Items from a dataset:
------------------------------------------------------------
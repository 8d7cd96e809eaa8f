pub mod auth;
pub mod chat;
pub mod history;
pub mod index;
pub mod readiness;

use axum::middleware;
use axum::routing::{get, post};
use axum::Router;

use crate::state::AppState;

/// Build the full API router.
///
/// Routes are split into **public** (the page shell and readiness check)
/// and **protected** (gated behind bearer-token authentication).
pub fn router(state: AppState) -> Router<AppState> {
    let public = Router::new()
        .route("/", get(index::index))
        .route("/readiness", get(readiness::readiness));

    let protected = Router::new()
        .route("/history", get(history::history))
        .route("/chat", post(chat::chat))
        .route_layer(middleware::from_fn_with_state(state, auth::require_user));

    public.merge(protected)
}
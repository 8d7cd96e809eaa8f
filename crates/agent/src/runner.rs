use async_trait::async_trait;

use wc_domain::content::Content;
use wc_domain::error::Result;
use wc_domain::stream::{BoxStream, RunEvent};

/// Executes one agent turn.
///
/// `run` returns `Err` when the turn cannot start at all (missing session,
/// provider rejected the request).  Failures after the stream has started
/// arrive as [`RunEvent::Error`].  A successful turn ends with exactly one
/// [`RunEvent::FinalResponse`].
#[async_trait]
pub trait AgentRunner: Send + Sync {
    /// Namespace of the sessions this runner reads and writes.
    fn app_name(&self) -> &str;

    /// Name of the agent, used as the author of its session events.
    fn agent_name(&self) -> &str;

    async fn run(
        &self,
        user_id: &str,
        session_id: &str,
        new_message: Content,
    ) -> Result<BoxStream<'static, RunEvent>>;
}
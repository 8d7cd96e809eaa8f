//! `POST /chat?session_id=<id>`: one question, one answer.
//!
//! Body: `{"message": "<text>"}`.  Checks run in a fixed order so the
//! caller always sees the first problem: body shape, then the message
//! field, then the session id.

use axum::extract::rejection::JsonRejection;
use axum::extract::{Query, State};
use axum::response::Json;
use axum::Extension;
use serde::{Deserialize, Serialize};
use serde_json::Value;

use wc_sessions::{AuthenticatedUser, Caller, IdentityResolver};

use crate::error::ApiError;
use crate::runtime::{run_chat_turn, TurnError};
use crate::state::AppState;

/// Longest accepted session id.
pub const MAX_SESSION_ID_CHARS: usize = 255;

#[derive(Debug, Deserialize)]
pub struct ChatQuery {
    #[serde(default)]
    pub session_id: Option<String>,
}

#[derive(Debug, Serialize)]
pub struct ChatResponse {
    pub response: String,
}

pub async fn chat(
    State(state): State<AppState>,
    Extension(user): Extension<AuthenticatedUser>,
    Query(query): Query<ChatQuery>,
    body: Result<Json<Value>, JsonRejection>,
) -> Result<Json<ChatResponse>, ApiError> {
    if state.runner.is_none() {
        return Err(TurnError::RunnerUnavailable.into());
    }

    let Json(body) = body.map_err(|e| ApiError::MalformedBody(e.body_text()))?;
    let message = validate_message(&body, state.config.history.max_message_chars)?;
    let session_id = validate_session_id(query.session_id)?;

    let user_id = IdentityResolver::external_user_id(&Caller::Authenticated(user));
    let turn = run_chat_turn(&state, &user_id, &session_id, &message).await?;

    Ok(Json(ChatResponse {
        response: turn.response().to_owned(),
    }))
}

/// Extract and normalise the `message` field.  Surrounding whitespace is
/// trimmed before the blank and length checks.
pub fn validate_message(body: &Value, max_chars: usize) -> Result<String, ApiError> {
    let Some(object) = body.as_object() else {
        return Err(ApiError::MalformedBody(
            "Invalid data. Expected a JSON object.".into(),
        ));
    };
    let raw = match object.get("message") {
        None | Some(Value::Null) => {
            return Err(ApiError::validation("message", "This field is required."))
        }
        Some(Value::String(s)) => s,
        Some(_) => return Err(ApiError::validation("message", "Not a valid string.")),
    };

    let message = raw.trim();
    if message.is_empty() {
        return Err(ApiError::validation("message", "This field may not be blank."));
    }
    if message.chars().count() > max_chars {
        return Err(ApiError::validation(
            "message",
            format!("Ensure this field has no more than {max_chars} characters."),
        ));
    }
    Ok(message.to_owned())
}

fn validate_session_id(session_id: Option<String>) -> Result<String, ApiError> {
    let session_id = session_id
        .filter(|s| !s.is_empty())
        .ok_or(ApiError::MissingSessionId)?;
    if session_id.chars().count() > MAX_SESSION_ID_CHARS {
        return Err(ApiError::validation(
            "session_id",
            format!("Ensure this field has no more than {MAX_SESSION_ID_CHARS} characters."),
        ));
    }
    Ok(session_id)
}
------------------------------------------------------------
▶ _EXERCISE INSTRUCTIONS_
What is wanted is every line from the first line of the entries through the line that contains "filename crates/agent/src/runner.rs", given again exactly.

▶ _TASK RESULT_
repository 8d7cd96e809eaa8f
pub mod auth;
pub mod chat;
pub mod history;
pub mod index;
pub mod readiness;

use axum::middleware;
use axum::routing::{get, post};
use axum::Router;

use crate::state::AppState;

/// Build the full API router.
///
/// Routes are split into **public** (the page shell and readiness check)
/// and **protected** (gated behind bearer-token authentication).
pub fn router(state: AppState) -> Router<AppState> {
    let public = Router::new()
        .route("/", get(index::index))
        .route("/readiness", get(readiness::readiness));

    let protected = Router::new()
        .route("/history", get(history::history))
        .route("/chat", post(chat::chat))
        .route_layer(middleware::from_fn_with_state(state, auth::require_user));

    public.merge(protected)
}
repository 8d7cd96e809eaa8f
filename crates/agent/src/runner.rs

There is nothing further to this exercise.